In either case, the responsibility for the error in process belongs to the senior administrators, and they should acknowledge it and take ownership at once, not cast about for an individual to blame.

Also remember that auditors are primarily looking for examples of cooperative malfeasance, toxic management environments, and entrenched poor practices at a local level, and those should be the scope of their observations and suggestions.

It may often feel targeted and subjective, but it should not be, unless you are at the highest level of management. Should a senior staff member approach you with a single instruction, act on it quickly and decisively. That is your responsibility. The rest is theirs.

The fact that it has been a month seems to suggest that the Sword of Damocles is not going to be falling. Painful remedies usually come quickly.

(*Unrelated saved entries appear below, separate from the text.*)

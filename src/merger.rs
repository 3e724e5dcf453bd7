// src/merger.rs

//! Merging package sets
//!
//! A [`Merger`] takes two input sets and builds a third from whichever of
//! their packages the driver hands to [`Merger::add_package`]. Strings of
//! both inputs are re-interned into shared pools, properties are
//! deduplicated across inputs and both file trees are coalesced by path, so
//! a directory present in both inputs becomes one entry.
//!
//! [`merge`] and [`update`] are the two drivers built on top of it.

use crate::assemble::Draft;
use crate::hashtable::{HashTable, pool_strings};
use crate::list::RelationList;
use crate::set::{EntryRef, Package, PackageRef, PackageSet};
use crate::tree::{ROOT, TreeBuilder};
use std::collections::{BTreeMap, HashMap, HashSet};
use std::ptr;
use tracing::debug;

/// Offset and index translation for one input set
#[derive(Debug)]
struct Source {
    strings: Vec<u32>,
    details: Vec<u32>,
    /// Input entry index to tree node
    entries: Vec<u32>,
}

impl Source {
    fn new(set: &PackageSet, draft: &mut Draft) -> Self {
        let strings = reintern(&mut draft.strings, set.string_pool.as_bytes());
        let details = reintern(&mut draft.details, set.details_string_pool.as_bytes());

        let mut entries = vec![ROOT; set.entry_count()];
        if let Some(root) = set.root() {
            graft(&mut draft.tree, &mut draft.file_strings, root, ROOT, &mut entries);
        }

        Self {
            strings,
            details,
            entries,
        }
    }

    fn string(&self, offset: u32) -> u32 {
        self.strings.get(offset as usize).copied().unwrap_or(0)
    }

    fn detail(&self, offset: u32) -> u32 {
        self.details.get(offset as usize).copied().unwrap_or(0)
    }
}

/// A package collected for the output, lists holding provisional ids
#[derive(Debug)]
struct Collected {
    record: Package,
    properties: Vec<u32>,
    files: Vec<u32>,
}

/// Merge context over two input sets
#[derive(Debug)]
pub struct Merger<'a> {
    inputs: [&'a PackageSet; 2],
    sources: [Source; 2],
    draft: Draft,
    packages: Vec<Collected>,
    identities: HashMap<(u32, u32, u32), usize>,
}

impl<'a> Merger<'a> {
    /// Start merging `set1` and `set2`. Passing the same set twice is fine.
    pub fn new(set1: &'a PackageSet, set2: &'a PackageSet) -> Self {
        let mut draft = Draft::new();
        let sources = [Source::new(set1, &mut draft), Source::new(set2, &mut draft)];
        debug!(
            "Merging sets of {} and {} packages ({} shared strings)",
            set1.package_count(),
            set2.package_count(),
            draft.strings.len()
        );

        Self {
            inputs: [set1, set2],
            sources,
            draft,
            packages: Vec::new(),
            identities: HashMap::new(),
        }
    }

    /// Include `package` in the output. A package with the same name,
    /// version and arch as one already added is folded into it, taking
    /// the union of both property and file lists.
    ///
    /// # Panics
    ///
    /// Panics if `package` belongs to neither input set.
    pub fn add_package(&mut self, package: PackageRef<'_>) {
        let side = self
            .inputs
            .iter()
            .position(|&input| ptr::eq(input, package.set()))
            .unwrap_or_else(|| panic!("package {} belongs to neither merge input", package));
        let source = &self.sources[side];
        let draft = &mut self.draft;

        let input = package.record();
        let record = Package {
            name: source.string(input.name),
            flags: input.flags,
            version: source.string(input.version),
            arch: source.string(input.arch),
            summary: source.detail(input.summary),
            description: source.detail(input.description),
            url: source.detail(input.url),
            license: source.detail(input.license),
            properties: RelationList::Empty,
            files: RelationList::Empty,
        };

        let identity = (record.name, record.version, record.arch);
        let slot = *self.identities.entry(identity).or_insert_with(|| {
            self.packages.push(Collected {
                record,
                properties: Vec::new(),
                files: Vec::new(),
            });
            self.packages.len() - 1
        });
        let collected = &mut self.packages[slot];

        for property in package.properties() {
            let property = property.record();
            let id = draft.property(
                source.string(property.name),
                property.flags,
                source.string(property.version),
            );
            collected.properties.push(id);
        }
        for entry in package.files() {
            if let Some(&node) = source.entries.get(entry as usize) {
                collected.files.push(node);
            }
        }
    }

    /// Number of distinct packages added so far
    pub fn package_count(&self) -> usize {
        self.packages.len()
    }

    /// Build the merged set
    pub fn finish(self) -> PackageSet {
        let mut draft = self.draft;
        for mut collected in self.packages {
            collected.properties.sort_unstable();
            collected.properties.dedup();
            collected.files.sort_unstable();
            collected.files.dedup();

            let mut record = collected.record;
            record.properties = RelationList::from_items(&mut draft.property_pool, &collected.properties, false);
            record.files = RelationList::from_items(&mut draft.file_pool, &collected.files, false);
            draft.packages.push(record);
        }
        draft.finish()
    }
}

/// Map every string of `pool` to its offset in `table`
fn reintern(table: &mut HashTable, pool: &[u8]) -> Vec<u32> {
    let mut map = vec![0; pool.len()];
    for (offset, string) in pool_strings(pool) {
        map[offset as usize] = table.insert(string);
    }
    map
}

/// Copy the subtree below `dir` under tree node `node`
fn graft(tree: &mut TreeBuilder, names: &mut HashTable, dir: EntryRef<'_>, node: u32, map: &mut [u32]) {
    for child in dir.children() {
        let name = names.insert(child.name());
        let child_node = tree.child(node, name);
        map[child.index() as usize] = child_node;
        if child.has_children() {
            graft(tree, names, child, child_node, map);
        }
    }
}

/// Union of two sets
pub fn merge(a: &PackageSet, b: &PackageSet) -> PackageSet {
    let mut merger = Merger::new(a, b);
    for package in a.packages().chain(b.packages()) {
        merger.add_package(package);
    }
    merger.finish()
}

/// Update `set` from `upstream`.
///
/// Each package named in `names` is replaced by the newest upstream
/// package of that name, or installed if `set` lacks it. With no names,
/// every package of `set` that upstream carries is replaced. Named packages
/// upstream does not carry are left alone.
pub fn update(set: &PackageSet, upstream: &PackageSet, names: &[&str]) -> PackageSet {
    // Packages are in version order, so the last of each name wins.
    let newest: BTreeMap<&str, PackageRef<'_>> = upstream.packages().map(|p| (p.name(), p)).collect();

    let selected: HashSet<&str> = if names.is_empty() {
        set.packages()
            .map(|p| p.name())
            .filter(|name| newest.contains_key(name))
            .collect()
    } else {
        names
            .iter()
            .copied()
            .filter(|name| newest.contains_key(name))
            .collect()
    };

    let mut merger = Merger::new(set, upstream);
    for package in set.packages().filter(|p| !selected.contains(p.name())) {
        merger.add_package(package);
    }
    for (_, &package) in newest.iter().filter(|(name, _)| selected.contains(*name)) {
        merger.add_package(package);
    }
    debug!("Updated {} package names", selected.len());
    merger.finish()
}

It's always hard getting blasted out of your comfort zone, and that's generally what these are. Continue taking stock with your counselor, and utilize some of the tools outlined above to improve your work situation. I hope that you are able to get your existing projects back in line quickly and move through to a satisfying resolution. I'm sure you will.
posted by halfbuckaroo at 9:55 AM on June 17, 2012

Response by poster: Thanks all. It sounds like there may not be an easy solution apart from time and continuing to try to take control of our own work. We are not a school and the answers to some of the serious and morally complex issues we have are not easy to find, so I suppose there's a sort of bafflement about where we go now which doesn't help.